─── Input for this task

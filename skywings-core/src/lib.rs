pub mod clock;
pub mod flight;
pub mod passenger;
pub mod search;

pub use clock::{Clock, FixedClock, SystemClock};
pub use flight::{AircraftType, Airline, CabinClass, City, FlightRecord};
pub use passenger::{MealPreference, PassengerInfo, PaymentMethod, SeatPreference};
pub use search::{PriceRange, SearchQuery, SortKey};

#[derive(Debug, thiserror::Error)]
pub enum CoreError {
    #[error("Validation failed: {0}")]
    ValidationError(String),
}

pub type CoreResult<T> = Result<T, CoreError>;
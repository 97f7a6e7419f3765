use chrono::NaiveDate;
use serde::{Deserialize, Serialize};
use skywings_core::{MealPreference, PassengerInfo, SeatPreference};

use crate::manager::BookingError;

/// Traveller profile shown on the profile page. Filled either from the
/// profile form or from the passenger of the latest booking.
#[derive(Debug, Clone, Serialize, Deserialize, PartialEq)]
pub struct Profile {
    pub first_name: String,
    pub last_name: String,
    pub email: String,
    pub phone: Option<String>,
    pub passport: Option<String>,
    pub date_of_birth: Option<NaiveDate>,
    pub seat_preference: Option<SeatPreference>,
    pub meal_preference: Option<MealPreference>,
}

/// Fields accepted by the standalone profile form
#[derive(Debug, Clone, Deserialize)]
pub struct ProfileForm {
    pub first_name: String,
    pub last_name: String,
    pub email: String,
    #[serde(default)]
    pub phone: Option<String>,
}

impl Profile {
    /// First name, last name and email are required; phone is not.
    pub fn from_form(form: ProfileForm) -> Result<Self, BookingError> {
        let missing_fields: Vec<&'static str> = [
            ("first_name", &form.first_name),
            ("last_name", &form.last_name),
            ("email", &form.email),
        ]
        .into_iter()
        .filter(|(_, value)| value.trim().is_empty())
        .map(|(name, _)| name)
        .collect();

        if !missing_fields.is_empty() {
            return Err(BookingError::Validation { missing_fields });
        }

        Ok(Self {
            first_name: form.first_name,
            last_name: form.last_name,
            email: form.email,
            phone: form.phone.filter(|p| !p.trim().is_empty()),
            passport: None,
            date_of_birth: None,
            seat_preference: None,
            meal_preference: None,
        })
    }

    pub fn from_passenger(passenger: &PassengerInfo) -> Self {
        Self {
            first_name: passenger.first_name.clone(),
            last_name: passenger.last_name.clone(),
            email: passenger.email.clone(),
            phone: Some(passenger.phone.clone()),
            passport: Some(passenger.passport.clone()).filter(|p| !p.trim().is_empty()),
            date_of_birth: passenger.date_of_birth,
            seat_preference: Some(passenger.seat_preference),
            meal_preference: Some(passenger.meal_preference),
        }
    }
}
use chrono::{DateTime, Utc};

/// Source of the current time for generation and booking timestamps.
pub trait Clock: Send + Sync {
    fn now(&self) -> DateTime<Utc>;
}

/// Wall clock.
#[derive(Debug, Clone, Copy, Default)]
pub struct SystemClock;

impl Clock for SystemClock {
    fn now(&self) -> DateTime<Utc> {
        Utc::now()
    }
}

/// Clock frozen at a single instant, for tests and replays.
#[derive(Debug, Clone, Copy)]
pub struct FixedClock(pub DateTime<Utc>);

impl Clock for FixedClock {
    fn now(&self) -> DateTime<Utc> {
        self.0
    }
}
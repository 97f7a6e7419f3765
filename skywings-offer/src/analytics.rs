use chrono::{DateTime, Utc};
use serde::Serialize;
use skywings_core::{CabinClass, City, FlightRecord};
use std::collections::HashMap;

pub const DEFAULT_HISTOGRAM_BINS: usize = 20;
pub const DEFAULT_TOP_DESTINATIONS: usize = 10;

/// Headline figures for a catalog
#[derive(Debug, Clone, Serialize, PartialEq)]
pub struct CatalogSummary {
    pub total_flights: usize,
    pub average_price: Option<f64>,
    pub most_popular_destination: Option<City>,
}

impl CatalogSummary {
    pub fn from_catalog(catalog: &[FlightRecord]) -> Self {
        let average_price = if catalog.is_empty() {
            None
        } else {
            let total: u64 = catalog.iter().map(|f| f.price_cents as u64).sum();
            Some(total as f64 / catalog.len() as f64 / 100.0)
        };

        // Mode of arrival cities; ties go to the alphabetically first name.
        let most_popular_destination = arrival_counts(catalog)
            .into_iter()
            .max_by(|(city_a, count_a, _), (city_b, count_b, _)| {
                count_a
                    .cmp(count_b)
                    .then_with(|| city_b.as_str().cmp(city_a.as_str()))
            })
            .map(|(city, _, _)| city);

        Self {
            total_flights: catalog.len(),
            average_price,
            most_popular_destination,
        }
    }
}

#[derive(Debug, Clone, Serialize, PartialEq)]
pub struct PriceBucket {
    pub lower: f64,
    pub upper: f64,
    pub count: usize,
}

/// Equal-width price buckets spanning the catalog's cheapest to dearest fare.
/// The last bucket includes its upper edge.
pub fn price_histogram(catalog: &[FlightRecord], bins: usize) -> Vec<PriceBucket> {
    if catalog.is_empty() || bins == 0 {
        return Vec::new();
    }

    let min = catalog.iter().map(|f| f.price_cents).min().unwrap_or(0);
    let max = catalog.iter().map(|f| f.price_cents).max().unwrap_or(0);

    if min == max {
        let price = min as f64 / 100.0;
        return vec![PriceBucket { lower: price, upper: price, count: catalog.len() }];
    }

    let width = (max - min) as f64 / bins as f64;
    let mut counts = vec![0usize; bins];
    for flight in catalog {
        let idx = ((flight.price_cents - min) as f64 / width) as usize;
        counts[idx.min(bins - 1)] += 1;
    }

    counts
        .into_iter()
        .enumerate()
        .map(|(i, count)| PriceBucket {
            lower: (min as f64 + width * i as f64) / 100.0,
            upper: (min as f64 + width * (i + 1) as f64) / 100.0,
            count,
        })
        .collect()
}

#[derive(Debug, Clone, Serialize, PartialEq, Eq)]
pub struct DestinationCount {
    pub city: City,
    pub flights: usize,
}

/// Arrival cities by descending flight count; equal counts keep the order
/// in which the city first appears in the catalog.
pub fn top_destinations(catalog: &[FlightRecord], limit: usize) -> Vec<DestinationCount> {
    let mut counts = arrival_counts(catalog);
    counts.sort_by(|a, b| b.1.cmp(&a.1).then(a.2.cmp(&b.2)));
    counts
        .into_iter()
        .take(limit)
        .map(|(city, flights, _)| DestinationCount { city, flights })
        .collect()
}

#[derive(Debug, Clone, Serialize, PartialEq)]
pub struct DurationPricePoint {
    pub duration_hours: f64,
    pub price: f64,
    #[serde(rename = "class")]
    pub cabin_class: CabinClass,
    pub departure_city: City,
    pub arrival_city: City,
    pub departure_time: DateTime<Utc>,
}

pub fn duration_price_points(catalog: &[FlightRecord]) -> Vec<DurationPricePoint> {
    catalog
        .iter()
        .map(|f| DurationPricePoint {
            duration_hours: f.duration_hours(),
            price: f.price(),
            cabin_class: f.cabin_class,
            departure_city: f.departure_city,
            arrival_city: f.arrival_city,
            departure_time: f.departure_time,
        })
        .collect()
}

/// (city, count, index of first appearance)
fn arrival_counts(catalog: &[FlightRecord]) -> Vec<(City, usize, usize)> {
    let mut counts: HashMap<City, (usize, usize)> = HashMap::new();
    for (idx, flight) in catalog.iter().enumerate() {
        counts.entry(flight.arrival_city).or_insert((0, idx)).0 += 1;
    }
    counts
        .into_iter()
        .map(|(city, (count, first))| (city, count, first))
        .collect()
}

──────

## Description of the task:
Extract all of the data above without altering anything.

## Result:
filename skywings-core/src/lib.rs
pub mod clock;
pub mod flight;
pub mod passenger;
pub mod search;

pub use clock::{Clock, FixedClock, SystemClock};
pub use flight::{AircraftType, Airline, CabinClass, City, FlightRecord};
pub use passenger::{MealPreference, PassengerInfo, PaymentMethod, SeatPreference};
pub use search::{PriceRange, SearchQuery, SortKey};

#[derive(Debug, thiserror::Error)]
pub enum CoreError {
    #[error("Validation failed: {0}")]
    ValidationError(String),
}

pub type CoreResult<T> = Result<T, CoreError>;
repository 97f7a6e7419f3765
use chrono::NaiveDate;
use serde::{Deserialize, Serialize};
use skywings_core::{MealPreference, PassengerInfo, SeatPreference};

use crate::manager::BookingError;

/// Traveller profile shown on the profile page. Filled either from the
/// profile form or from the passenger of the latest booking.
#[derive(Debug, Clone, Serialize, Deserialize, PartialEq)]
pub struct Profile {
    pub first_name: String,
    pub last_name: String,
    pub email: String,
    pub phone: Option<String>,
    pub passport: Option<String>,
    pub date_of_birth: Option<NaiveDate>,
    pub seat_preference: Option<SeatPreference>,
    pub meal_preference: Option<MealPreference>,
}

/// Fields accepted by the standalone profile form
#[derive(Debug, Clone, Deserialize)]
pub struct ProfileForm {
    pub first_name: String,
    pub last_name: String,
    pub email: String,
    #[serde(default)]
    pub phone: Option<String>,
}

impl Profile {
    /// First name, last name and email are required; phone is not.
    pub fn from_form(form: ProfileForm) -> Result<Self, BookingError> {
        let missing_fields: Vec<&'static str> = [
            ("first_name", &form.first_name),
            ("last_name", &form.last_name),
            ("email", &form.email),
        ]
        .into_iter()
        .filter(|(_, value)| value.trim().is_empty())
        .map(|(name, _)| name)
        .collect();

        if !missing_fields.is_empty() {
            return Err(BookingError::Validation { missing_fields });
        }

        Ok(Self {
            first_name: form.first_name,
            last_name: form.last_name,
            email: form.email,
            phone: form.phone.filter(|p| !p.trim().is_empty()),
            passport: None,
            date_of_birth: None,
            seat_preference: None,
            meal_preference: None,
        })
    }

    pub fn from_passenger(passenger: &PassengerInfo) -> Self {
        Self {
            first_name: passenger.first_name.clone(),
            last_name: passenger.last_name.clone(),
            email: passenger.email.clone(),
            phone: Some(passenger.phone.clone()),
            passport: Some(passenger.passport.clone()).filter(|p| !p.trim().is_empty()),
            date_of_birth: passenger.date_of_birth,
            seat_preference: Some(passenger.seat_preference),
            meal_preference: Some(passenger.meal_preference),
        }
    }
}
use chrono::{DateTime, Utc};

/// Source of the current time for generation and booking timestamps.
pub trait Clock: Send + Sync {
    fn now(&self) -> DateTime<Utc>;
}

/// Wall clock.
#[derive(Debug, Clone, Copy, Default)]
pub struct SystemClock;

impl Clock for SystemClock {
    fn now(&self) -> DateTime<Utc> {
        Utc::now()
    }
}

/// Clock frozen at a single instant, for tests and replays.
#[derive(Debug, Clone, Copy)]
pub struct FixedClock(pub DateTime<Utc>);

impl Clock for FixedClock {
    fn now(&self) -> DateTime<Utc> {
        self.0
    }
}
repository 97f7a6e7419f3765
filename skywings-offer/src/analytics.rs
use chrono::{DateTime, Utc};
use serde::Serialize;
use skywings_core::{CabinClass, City, FlightRecord};
use std::collections::HashMap;

pub const DEFAULT_HISTOGRAM_BINS: usize = 20;
pub const DEFAULT_TOP_DESTINATIONS: usize = 10;

/// Headline figures for a catalog
#[derive(Debug, Clone, Serialize, PartialEq)]
pub struct CatalogSummary {
    pub total_flights: usize,
    pub average_price: Option<f64>,
    pub most_popular_destination: Option<City>,
}

impl CatalogSummary {
    pub fn from_catalog(catalog: &[FlightRecord]) -> Self {
        let average_price = if catalog.is_empty() {
            None
        } else {
            let total: u64 = catalog.iter().map(|f| f.price_cents as u64).sum();
            Some(total as f64 / catalog.len() as f64 / 100.0)
        };

        // Mode of arrival cities; ties go to the alphabetically first name.
        let most_popular_destination = arrival_counts(catalog)
            .into_iter()
            .max_by(|(city_a, count_a, _), (city_b, count_b, _)| {
                count_a
                    .cmp(count_b)
                    .then_with(|| city_b.as_str().cmp(city_a.as_str()))
            })
            .map(|(city, _, _)| city);

        Self {
            total_flights: catalog.len(),
            average_price,
            most_popular_destination,
        }
    }
}

#[derive(Debug, Clone, Serialize, PartialEq)]
pub struct PriceBucket {
    pub lower: f64,
    pub upper: f64,
    pub count: usize,
}

/// Equal-width price buckets spanning the catalog's cheapest to dearest fare.
/// The last bucket includes its upper edge.
pub fn price_histogram(catalog: &[FlightRecord], bins: usize) -> Vec<PriceBucket> {
    if catalog.is_empty() || bins == 0 {
        return Vec::new();
    }

    let min = catalog.iter().map(|f| f.price_cents).min().unwrap_or(0);
    let max = catalog.iter().map(|f| f.price_cents).max().unwrap_or(0);

    if min == max {
        let price = min as f64 / 100.0;
        return vec![PriceBucket { lower: price, upper: price, count: catalog.len() }];
    }

    let width = (max - min) as f64 / bins as f64;
    let mut counts = vec![0usize; bins];
    for flight in catalog {
        let idx = ((flight.price_cents - min) as f64 / width) as usize;
        counts[idx.min(bins - 1)] += 1;
    }

    counts
        .into_iter()
        .enumerate()
        .map(|(i, count)| PriceBucket {
            lower: (min as f64 + width * i as f64) / 100.0,
            upper: (min as f64 + width * (i + 1) as f64) / 100.0,
            count,
        })
        .collect()
}

#[derive(Debug, Clone, Serialize, PartialEq, Eq)]
pub struct DestinationCount {
    pub city: City,
    pub flights: usize,
}

/// Arrival cities by descending flight count; equal counts keep the order
/// in which the city first appears in the catalog.
pub fn top_destinations(catalog: &[FlightRecord], limit: usize) -> Vec<DestinationCount> {
    let mut counts = arrival_counts(catalog);
    counts.sort_by(|a, b| b.1.cmp(&a.1).then(a.2.cmp(&b.2)));
    counts
        .into_iter()
        .take(limit)
        .map(|(city, flights, _)| DestinationCount { city, flights })
        .collect()
}

#[derive(Debug, Clone, Serialize, PartialEq)]
pub struct DurationPricePoint {
    pub duration_hours: f64,
    pub price: f64,
    #[serde(rename = "class")]
    pub cabin_class: CabinClass,
    pub departure_city: City,
    pub arrival_city: City,
    pub departure_time: DateTime<Utc>,
}

pub fn duration_price_points(catalog: &[FlightRecord]) -> Vec<DurationPricePoint> {
    catalog
        .iter()
        .map(|f| DurationPricePoint {
            duration_hours: f.duration_hours(),
            price: f.price(),
            cabin_class: f.cabin_class,
            departure_city: f.departure_city,
            arrival_city: f.arrival_city,
            departure_time: f.departure_time,
        })
        .collect()
}

/// (city, count, index of first appearance)
fn arrival_counts(catalog: &[FlightRecord]) -> Vec<(City, usize, usize)> {
    let mut counts: HashMap<City, (usize, usize)> = HashMap::new();
    for (idx, flight) in catalog.iter().enumerate() {
        counts.entry(flight.arrival_city).or_insert((0, idx)).0 += 1;
    }
    counts
        .into_iter()
        .map(|(city, (count, first))| (city, count, first))
        .collect()
}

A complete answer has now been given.